» What is expected:
Would you repeat the entries beneath, with nothing changed?

Dataset entries:
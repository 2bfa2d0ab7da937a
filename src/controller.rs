//! DOM side of the camera: listeners on the input overlay that feed
//! [`CameraState`] and publish through a [`CameraSink`].

use crate::engine::{CameraSink, EngineFuture, EntityPicker};
use crate::error::EditorError;
use crate::model::Vec2;
use crate::state::camera::PRIMARY_BUTTON;
use crate::state::{CameraState, CameraUpdate, PointerInput};
use std::cell::RefCell;
use std::rc::Rc;
use wasm_bindgen::JsCast;
use wasm_bindgen::closure::Closure;
use wasm_bindgen_futures::spawn_local;
use web_sys::{Event, EventTarget, HtmlElement, MouseEvent, WheelEvent};
use yew::Callback;

/// Listeners registered on one target. Dropping the set removes them.
pub struct ListenerSet {
    target: EventTarget,
    listeners: Vec<(&'static str, Closure<dyn FnMut(Event)>)>,
}

impl ListenerSet {
    pub fn new(target: &EventTarget) -> Self {
        Self {
            target: target.clone(),
            listeners: Vec::new(),
        }
    }

    /// Events that don't cast to `E` are skipped.
    pub fn listen<E, F>(&mut self, name: &'static str, mut handler: F) -> Result<(), EditorError>
    where
        E: JsCast + 'static,
        F: FnMut(E) + 'static,
    {
        let closure = Closure::wrap(Box::new(move |e: Event| {
            if let Ok(e) = e.dyn_into::<E>() {
                handler(e);
            }
        }) as Box<dyn FnMut(Event)>);
        self.target
            .add_event_listener_with_callback(name, closure.as_ref().unchecked_ref())?;
        self.listeners.push((name, closure));
        Ok(())
    }

    pub(crate) fn len(&self) -> usize {
        self.listeners.len()
    }

    pub fn detach(&mut self) {
        for (name, closure) in self.listeners.drain(..) {
            let _ = self
                .target
                .remove_event_listener_with_callback(name, closure.as_ref().unchecked_ref());
        }
    }
}

impl Drop for ListenerSet {
    fn drop(&mut self) {
        self.detach();
    }
}

fn client_pos(e: &MouseEvent) -> Vec2 {
    Vec2::new(e.client_x() as f64, e.client_y() as f64)
}

/// Applies `input` and publishes the result. The state borrow ends before the
/// sink runs.
pub(crate) fn drive(state: &RefCell<CameraState>, sink: &dyn CameraSink, input: PointerInput) {
    let update = state.borrow_mut().apply(input);
    if let Some(update) = update {
        sink.set_camera(update);
    }
}

/// Starts a pick for a primary-button double-click at screen point `at`.
pub(crate) fn pick_at(
    state: &RefCell<CameraState>,
    picker: &dyn EntityPicker,
    button: i16,
    at: Vec2,
) -> Option<EngineFuture<Option<u32>>> {
    if button != PRIMARY_BUTTON {
        return None;
    }
    let world = state.borrow().camera_to_world(at);
    log::warn!("pick at {},{}", world.x, world.y);
    Some(picker.pick(world))
}

/// Publishes to `inner` and mirrors each update to `observer` while
/// `visible` is set.
pub struct ReadoutSink {
    pub inner: Rc<dyn CameraSink>,
    pub observer: Callback<CameraUpdate>,
    pub visible: Rc<RefCell<bool>>,
}

impl CameraSink for ReadoutSink {
    fn set_camera(&self, update: CameraUpdate) {
        self.inner.set_camera(update);
        if *self.visible.borrow() {
            self.observer.emit(update);
        }
    }
}

pub struct CameraController {
    state: Rc<RefCell<CameraState>>,
    listeners: ListenerSet,
}

impl CameraController {
    /// Captures the surface size and registers the five input listeners.
    /// Double-click picks go through `picker`; their outcome reaches `on_pick`
    /// in resolution order, which need not match click order.
    pub fn attach(
        surface: &HtmlElement,
        sink: Rc<dyn CameraSink>,
        picker: Rc<dyn EntityPicker>,
        on_pick: Callback<Option<u32>>,
    ) -> Result<Self, EditorError> {
        let rect = surface.get_bounding_client_rect();
        let state = Rc::new(RefCell::new(CameraState::new(Vec2::new(
            rect.width(),
            rect.height(),
        ))));
        let mut listeners = ListenerSet::new(surface.as_ref());

        {
            let state = state.clone();
            listeners.listen("dblclick", move |e: MouseEvent| {
                if let Some(pending) =
                    pick_at(&state, picker.as_ref(), e.button(), client_pos(&e))
                {
                    let on_pick = on_pick.clone();
                    spawn_local(async move {
                        match pending.await {
                            Ok(hit) => {
                                log::warn!("picked {:?}", hit);
                                on_pick.emit(hit);
                            }
                            Err(err) => log::warn!("pick failed: {}", err),
                        }
                    });
                }
                e.prevent_default();
            })?;
        }
        {
            let state = state.clone();
            let sink = sink.clone();
            listeners.listen("mousedown", move |e: MouseEvent| {
                log::info!("mouse down");
                let input = PointerInput::Press {
                    button: e.button(),
                    at: client_pos(&e),
                };
                drive(&state, sink.as_ref(), input);
                e.prevent_default();
            })?;
        }
        {
            let state = state.clone();
            let sink = sink.clone();
            listeners.listen("mousemove", move |e: MouseEvent| {
                let input = PointerInput::Move { at: client_pos(&e) };
                drive(&state, sink.as_ref(), input);
                e.prevent_default();
            })?;
        }
        {
            let state = state.clone();
            let sink = sink.clone();
            listeners.listen("mouseup", move |e: MouseEvent| {
                log::info!("mouse up");
                let input = PointerInput::Release { button: e.button() };
                drive(&state, sink.as_ref(), input);
                e.prevent_default();
            })?;
        }
        {
            let state = state.clone();
            listeners.listen("wheel", move |e: WheelEvent| {
                let input = PointerInput::Wheel {
                    delta_y: e.delta_y(),
                };
                drive(&state, sink.as_ref(), input);
                // keep the page from scrolling
                e.prevent_default();
            })?;
        }

        log::info!("camera controller attached ({} listeners)", listeners.len());
        Ok(Self { state, listeners })
    }

    pub fn set_input_enabled(&self, enabled: bool) {
        self.state.borrow_mut().set_input_enabled(enabled);
    }

    pub fn state(&self) -> CameraState {
        *self.state.borrow()
    }

    pub fn detach(&mut self) {
        self.listeners.detach();
    }
}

» Exercise output:
repository 2bfa2d0ab7da937a
filename src/controller.rs
//! DOM side of the camera: listeners on the input overlay that feed
//! [`CameraState`] and publish through a [`CameraSink`].

use crate::engine::{CameraSink, EngineFuture, EntityPicker};
use crate::error::EditorError;
use crate::model::Vec2;
use crate::state::camera::PRIMARY_BUTTON;
use crate::state::{CameraState, CameraUpdate, PointerInput};
use std::cell::RefCell;
use std::rc::Rc;
use wasm_bindgen::JsCast;
use wasm_bindgen::closure::Closure;
use wasm_bindgen_futures::spawn_local;
use web_sys::{Event, EventTarget, HtmlElement, MouseEvent, WheelEvent};
use yew::Callback;

/// Listeners registered on one target. Dropping the set removes them.
pub struct ListenerSet {
    target: EventTarget,
    listeners: Vec<(&'static str, Closure<dyn FnMut(Event)>)>,
}

impl ListenerSet {
    pub fn new(target: &EventTarget) -> Self {
        Self {
            target: target.clone(),
            listeners: Vec::new(),
        }
    }

    /// Events that don't cast to `E` are skipped.
    pub fn listen<E, F>(&mut self, name: &'static str, mut handler: F) -> Result<(), EditorError>
    where
        E: JsCast + 'static,
        F: FnMut(E) + 'static,
    {
        let closure = Closure::wrap(Box::new(move |e: Event| {
            if let Ok(e) = e.dyn_into::<E>() {
                handler(e);
            }
        }) as Box<dyn FnMut(Event)>);
        self.target
            .add_event_listener_with_callback(name, closure.as_ref().unchecked_ref())?;
        self.listeners.push((name, closure));
        Ok(())
    }

    pub(crate) fn len(&self) -> usize {
        self.listeners.len()
    }

    pub fn detach(&mut self) {
        for (name, closure) in self.listeners.drain(..) {
            let _ = self
                .target
                .remove_event_listener_with_callback(name, closure.as_ref().unchecked_ref());
        }
    }
}

impl Drop for ListenerSet {
    fn drop(&mut self) {
        self.detach();
    }
}

fn client_pos(e: &MouseEvent) -> Vec2 {
    Vec2::new(e.client_x() as f64, e.client_y() as f64)
}

/// Applies `input` and publishes the result. The state borrow ends before the
/// sink runs.
pub(crate) fn drive(state: &RefCell<CameraState>, sink: &dyn CameraSink, input: PointerInput) {
    let update = state.borrow_mut().apply(input);
    if let Some(update) = update {
        sink.set_camera(update);
    }
}

/// Starts a pick for a primary-button double-click at screen point `at`.
pub(crate) fn pick_at(
    state: &RefCell<CameraState>,
    picker: &dyn EntityPicker,
    button: i16,
    at: Vec2,
) -> Option<EngineFuture<Option<u32>>> {
    if button != PRIMARY_BUTTON {
        return None;
    }
    let world = state.borrow().camera_to_world(at);
    log::warn!("pick at {},{}", world.x, world.y);
    Some(picker.pick(world))
}

/// Publishes to `inner` and mirrors each update to `observer` while
/// `visible` is set.
pub struct ReadoutSink {
    pub inner: Rc<dyn CameraSink>,
    pub observer: Callback<CameraUpdate>,
    pub visible: Rc<RefCell<bool>>,
}

impl CameraSink for ReadoutSink {
    fn set_camera(&self, update: CameraUpdate) {
        self.inner.set_camera(update);
        if *self.visible.borrow() {
            self.observer.emit(update);
        }
    }
}

pub struct CameraController {
    state: Rc<RefCell<CameraState>>,
    listeners: ListenerSet,
}

impl CameraController {
    /// Captures the surface size and registers the five input listeners.
    /// Double-click picks go through `picker`; their outcome reaches `on_pick`
    /// in resolution order, which need not match click order.
    pub fn attach(
        surface: &HtmlElement,
        sink: Rc<dyn CameraSink>,
        picker: Rc<dyn EntityPicker>,
        on_pick: Callback<Option<u32>>,
    ) -> Result<Self, EditorError> {
        let rect = surface.get_bounding_client_rect();
        let state = Rc::new(RefCell::new(CameraState::new(Vec2::new(
            rect.width(),
            rect.height(),
        ))));
        let mut listeners = ListenerSet::new(surface.as_ref());

        {
            let state = state.clone();
            listeners.listen("dblclick", move |e: MouseEvent| {
                if let Some(pending) =
                    pick_at(&state, picker.as_ref(), e.button(), client_pos(&e))
                {
                    let on_pick = on_pick.clone();
                    spawn_local(async move {
                        match pending.await {
                            Ok(hit) => {
                                log::warn!("picked {:?}", hit);
                                on_pick.emit(hit);
                            }
                            Err(err) => log::warn!("pick failed: {}", err),
                        }
                    });
                }
                e.prevent_default();
            })?;
        }
        {
            let state = state.clone();
            let sink = sink.clone();
            listeners.listen("mousedown", move |e: MouseEvent| {
                log::info!("mouse down");
                let input = PointerInput::Press {
                    button: e.button(),
                    at: client_pos(&e),
                };
                drive(&state, sink.as_ref(), input);
                e.prevent_default();
            })?;
        }
        {
            let state = state.clone();
            let sink = sink.clone();
            listeners.listen("mousemove", move |e: MouseEvent| {
                let input = PointerInput::Move { at: client_pos(&e) };
                drive(&state, sink.as_ref(), input);
                e.prevent_default();
            })?;
        }
        {
            let state = state.clone();
            let sink = sink.clone();
            listeners.listen("mouseup", move |e: MouseEvent| {
                log::info!("mouse up");
                let input = PointerInput::Release { button: e.button() };
                drive(&state, sink.as_ref(), input);
                e.prevent_default();
            })?;
        }
        {
            let state = state.clone();
            listeners.listen("wheel", move |e: WheelEvent| {
                let input = PointerInput::Wheel {
                    delta_y: e.delta_y(),
                };
                drive(&state, sink.as_ref(), input);
                // keep the page from scrolling
                e.prevent_default();
            })?;
        }

        log::info!("camera controller attached ({} listeners)", listeners.len());
        Ok(Self { state, listeners })
    }

    pub fn set_input_enabled(&self, enabled: bool) {
        self.state.borrow_mut().set_input_enabled(enabled);
    }

    pub fn state(&self) -> CameraState {
        *self.state.borrow()
    }

    pub fn detach(&mut self) {
        self.listeners.detach();
    }
}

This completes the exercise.